Feasibility of a modified outpatient regimen of intravenous/intraperitoneal chemotherapy in optimally debulked stage III ovarian cancer patients: a GEICO study.

November 15, 2011

Int J Gynecol Cancer. 2011 Aug;21(6):1048-55.

Oaknin A, Roda D, González-Martín A, Chiva L, García-Donas J, de Juan A, Redondo A, Martínez S, García Y, Catot S, Ponce J, Del Campo JM, Cervantes A, Poveda A.



The objective of the study was to assess the feasibility, toxicity, and reasons for early discontinuation of a modified outpatient intraperitoneal/intravenous (IP/IV) chemotherapy regimen for the treatment of patients with optimally debulked stage III ovarian cancer.
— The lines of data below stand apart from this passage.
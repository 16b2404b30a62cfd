//! Audio subsystem module
//!
//! The relay talks to audio hardware only through [`AudioBackend`]: it hands
//! over a typed callback per direction and gets back a stream handle that
//! owns the device. Closing (or dropping) the handle stops the device and
//! drops the callback, so nothing the callback captured can outlive it.

pub mod blocks;
pub mod buffer;
pub mod device;
pub mod stream;

#[cfg(test)]
pub(crate) mod mock;

pub use blocks::{CaptureBlocker, PlaybackBlocker};
pub use buffer::{create_shared_queue, BoundedFrameQueue, Frame, SharedFrameQueue};
pub use stream::{CpalBackend, CpalStream};

use crate::config::AudioConfig;
use crate::error::AudioError;

/// Invoked with one full block of captured interleaved samples
pub type CaptureCallback = Box<dyn FnMut(&[f32]) + Send + 'static>;

/// Invoked with one block of interleaved samples to fill for playback
pub type PlaybackCallback = Box<dyn FnMut(&mut [f32]) + Send + 'static>;

/// Stream direction
#[derive(Debug, Clone, Copy, PartialEq, Eq)]
pub enum Direction {
    Capture,
    Playback,
}

impl std::fmt::Display for Direction {
    fn fmt(&self, f: &mut std::fmt::Formatter<'_>) -> std::fmt::Result {
        match self {
            Direction::Capture => write!(f, "capture"),
            Direction::Playback => write!(f, "playback"),
        }
    }
}

/// Format shared by both device streams of a session
#[derive(Debug, Clone, Copy, PartialEq, Eq)]
pub struct StreamParams {
    pub sample_rate: u32,
    pub channels: u16,
    /// Samples per callback block, all channels included
    pub block_len: usize,
}

impl StreamParams {
    pub fn from_config(config: &AudioConfig) -> Self {
        Self {
            sample_rate: config.sample_rate,
            channels: config.channels,
            block_len: config.block_len(),
        }
    }

    /// Sample frames (per-channel samples) in one block
    pub fn frames_per_block(&self) -> usize {
        self.block_len / self.channels as usize
    }
}

/// An open device stream
pub trait AudioStream: Send {
    fn device_name(&self) -> &str;

    fn direction(&self) -> Direction;

    /// Stop the device and release it.
    ///
    /// Once this returns the callback will not be invoked again and has been
    /// dropped. Calling it again is a no-op.
    fn close(&mut self);
}

/// Host audio subsystem
pub trait AudioBackend: Send + Sync {
    /// Open and start a capture stream on `device` (empty name: host default)
    fn open_capture(
        &self,
        device: &str,
        params: StreamParams,
        callback: CaptureCallback,
    ) -> Result<Box<dyn AudioStream>, AudioError>;

    /// Open and start a playback stream on `device` (empty name: host default)
    fn open_playback(
        &self,
        device: &str,
        params: StreamParams,
        callback: PlaybackCallback,
    ) -> Result<Box<dyn AudioStream>, AudioError>;
}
Between February 2006 and November 2008, 51 consecutive patients from Institutions of the Spanish Ovarian Cancer Group (GEICO) were treated with a modified outpatient IP chemotherapy regimen. Patients received IV paclitaxel 175 mg/m over 3 hours on day 1, followed by IP cisplatin 100 mg/m (or 75 mg/m according to the principal investigator's criteria) on day 2. On day 8, patients received IP paclitaxel 60 mg/m. To homogenize the IP administration and supportive measures, a GEICO guideline for IP chemotherapy was established. Patients were treated with the intention to receive 6 courses of chemotherapy every 21 days.
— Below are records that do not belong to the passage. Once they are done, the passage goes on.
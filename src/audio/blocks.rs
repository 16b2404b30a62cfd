//! Fixed-size block adaptation
//!
//! Hosts are free to call stream callbacks with any buffer length. The relay
//! works in whole codec blocks, so capture input is accumulated until a block
//! is complete and playback output is served out of whole decoded blocks.
//! Both adapters preallocate their storage once.

/// Re-chunks captured samples into exact blocks
pub struct CaptureBlocker {
    block: Vec<f32>,
    filled: usize,
}

impl CaptureBlocker {
    pub fn new(block_len: usize) -> Self {
        Self {
            block: vec![0.0; block_len],
            filled: 0,
        }
    }

    /// Feed host samples, calling `on_block` for every block completed
    pub fn push(&mut self, mut data: &[f32], mut on_block: impl FnMut(&[f32])) {
        while !data.is_empty() {
            let take = (self.block.len() - self.filled).min(data.len());
            self.block[self.filled..self.filled + take].copy_from_slice(&data[..take]);
            self.filled += take;
            data = &data[take..];

            if self.filled == self.block.len() {
                on_block(&self.block);
                self.filled = 0;
            }
        }
    }

    /// Samples waiting for the current block to complete
    pub fn pending(&self) -> usize {
        self.filled
    }
}

/// Serves arbitrary-length output requests from whole blocks
pub struct PlaybackBlocker {
    block: Vec<f32>,
    read: usize,
}

impl PlaybackBlocker {
    pub fn new(block_len: usize) -> Self {
        Self {
            block: vec![0.0; block_len],
            read: block_len,
        }
    }

    /// Fill `out`, calling `next_block` whenever a fresh block is needed
    pub fn fill(&mut self, out: &mut [f32], mut next_block: impl FnMut(&mut [f32])) {
        let mut written = 0;
        while written < out.len() {
            if self.read == self.block.len() {
                next_block(&mut self.block);
                self.read = 0;
            }

            let take = (self.block.len() - self.read).min(out.len() - written);
            out[written..written + take].copy_from_slice(&self.block[self.read..self.read + take]);
            self.read += take;
            written += take;
        }
    }
}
The median age of the patients was 49 years (range, 36-75 years), and most of them had papillary serous ovarian cancer (78%), International Federation of Gynecology and Obstetrics stage IIIC (76%). Thirty-nine patients completed 4 or more IP cycles, and 28 (61%) completed all 6 IP cycles. Twenty-two patients discontinued the IP/IV treatment, mainly because of chemotherapy toxicity (10 patients) and catheter-related complications (5 patients). The most prevalent grade 3/4 toxicities were neutropenia (14 patients; 30%) and gastrointestinal events (12 patients; 26%).


The GEICO outpatient modified regimen resulted in a lesser toxicity and a greater rate of treatment completion than previously reported. The accurate selection of patients and the administration following well-defined guidelines can increase the feasibility of IP chemotherapy administration.